- _Material provided_:
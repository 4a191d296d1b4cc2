use crate::error::Error;
use crate::gateway::Gateway;
use crate::models::{Message, MessageStatus};
use crate::response::GatewayResponse;
use crate::store::MessageStore;
use std::time::Duration;
use tokio_util::sync::CancellationToken;
use tracing::{error, info, instrument, warn, Span};
use uuid::Uuid;

pub const TRANSPORT_ERROR_STATUS: &str = "transport-error";
pub const EMPTY_RESPONSE_STATUS: &str = "empty-response";

/// What gets written back to the store after one send attempt.
#[derive(Debug)]
struct Outcome {
    status: MessageStatus,
    gateway_status: String,
    gateway_response: String,
}

impl Outcome {
    fn from_reply(reply: Result<GatewayResponse, Error>) -> Self {
        match reply {
            Ok(response) => match response.first() {
                Some(line) => Outcome {
                    status: if response.is_error() {
                        MessageStatus::SentError
                    } else {
                        MessageStatus::SentOk
                    },
                    gateway_status: line.status_token().to_string(),
                    gateway_response: response.raw.trim().to_string(),
                },
                None => Outcome {
                    status: MessageStatus::SentError,
                    gateway_status: EMPTY_RESPONSE_STATUS.to_string(),
                    gateway_response: response.raw.clone(),
                },
            },
            Err(e) => Outcome {
                status: MessageStatus::SentError,
                gateway_status: TRANSPORT_ERROR_STATUS.to_string(),
                gateway_response: e.to_string(),
            },
        }
    }
}

pub struct DispatchEngine<G> {
    store: MessageStore,
    gateway: G,
    claim_lease: Duration,
}

impl<G: Gateway> DispatchEngine<G> {
    pub fn new(store: MessageStore, gateway: G, claim_lease: Duration) -> Self {
        Self {
            store,
            gateway,
            claim_lease,
        }
    }

    pub fn store(&self) -> &MessageStore {
        &self.store
    }

    pub fn gateway(&self) -> &G {
        &self.gateway
    }

    pub async fn queue(&self, destination: &str, body: &str) -> Result<i64, Error> {
        self.store.insert(destination, body).await
    }

    /// Dispatches up to `limit` queued messages, oldest first.
    ///
    /// Returns how many messages were attempted; per-message failures only
    /// show up in each message's stored status.
    pub async fn process(&self, limit: i64) -> Result<usize, Error> {
        self.process_until(limit, &CancellationToken::new()).await
    }

    /// Like [`process`](Self::process), but stops between messages once `cancel` fires.
    ///
    /// A message whose send has started is always marked before stopping.
    #[instrument(skip(self, cancel), fields(claimed = 0, attempted = 0))]
    pub async fn process_until(
        &self,
        limit: i64,
        cancel: &CancellationToken,
    ) -> Result<usize, Error> {
        let claim = self.store.claim_queued(limit, self.claim_lease).await?;

        let claimed = claim.messages.len();
        Span::current().record("claimed", claimed);
        if claimed == 0 {
            info!("No queued messages found.");
            return Ok(0);
        }
        info!(claimed, "Claimed messages to send.");

        let mut attempted = 0;
        for (index, message) in claim.messages.iter().enumerate() {
            if cancel.is_cancelled() {
                warn!(attempted, claimed, "Dispatch cancelled, releasing remaining messages.");
                self.abandon(&claim.messages[index..], claim.token).await;
                break;
            }

            match self.store.renew_claim(claim.token, message.id).await {
                Ok(true) => {}
                Ok(false) => {
                    warn!(id = message.id, "Claim expired before send, skipping message.");
                    continue;
                }
                Err(e) => {
                    self.abandon(&claim.messages[index..], claim.token).await;
                    return Err(e);
                }
            }

            match self.dispatch_one(message, claim.token).await {
                Ok(()) => {}
                Err(Error::ClaimLost(id)) => {
                    error!(id, "Message was sent after its claim expired.");
                }
                Err(e) => {
                    error!(id = message.id, "Failed to record message status: {}", e);
                    self.abandon(&claim.messages[index + 1..], claim.token).await;
                    return Err(e);
                }
            }
            attempted += 1;
        }

        Span::current().record("attempted", attempted);
        info!(attempted, "Dispatch pass complete.");
        Ok(attempted)
    }

    async fn dispatch_one(&self, message: &Message, token: Uuid) -> Result<(), Error> {
        let reply = self
            .gateway
            .send_message(&message.destination, &message.body)
            .await;
        if let Err(e) = &reply {
            warn!(id = message.id, "Gateway send failed: {}", e);
        }

        let outcome = Outcome::from_reply(reply);
        self.store
            .complete_claimed(
                token,
                message.id,
                outcome.status,
                Some(&outcome.gateway_status),
                Some(&outcome.gateway_response),
            )
            .await?;

        info!(
            id = message.id,
            status = ?outcome.status,
            gateway_status = %outcome.gateway_status,
            "Message dispatched."
        );
        Ok(())
    }

    /// Releases `rest` on a path that is already stopping; failures are only logged.
    async fn abandon(&self, rest: &[Message], token: Uuid) {
        if let Err(e) = self.release_rest(rest, token).await {
            warn!("Could not release claimed messages: {}", e);
        }
    }

    async fn release_rest(&self, rest: &[Message], token: Uuid) -> Result<(), Error> {
        let ids: Vec<i64> = rest.iter().map(|m| m.id).collect();
        self.store.release_claims(token, &ids).await?;
        Ok(())
    }
}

- _What the task requires_: Search the listing above for the lines with "self.store.insert(destination, body).await" and "claim = self.store.claim_queued(limit, self.claim_lease).await?;", then output those lines and all lines between them exactly.

- _Result of the exercise_:
        self.store.insert(destination, body).await
    }

    /// Dispatches up to `limit` queued messages, oldest first.
    ///
    /// Returns how many messages were attempted; per-message failures only
    /// show up in each message's stored status.
    pub async fn process(&self, limit: i64) -> Result<usize, Error> {
        self.process_until(limit, &CancellationToken::new()).await
    }

    /// Like [`process`](Self::process), but stops between messages once `cancel` fires.
    ///
    /// A message whose send has started is always marked before stopping.
    #[instrument(skip(self, cancel), fields(claimed = 0, attempted = 0))]
    pub async fn process_until(
        &self,
        limit: i64,
        cancel: &CancellationToken,
    ) -> Result<usize, Error> {
        let claim = self.store.claim_queued(limit, self.claim_lease).await?;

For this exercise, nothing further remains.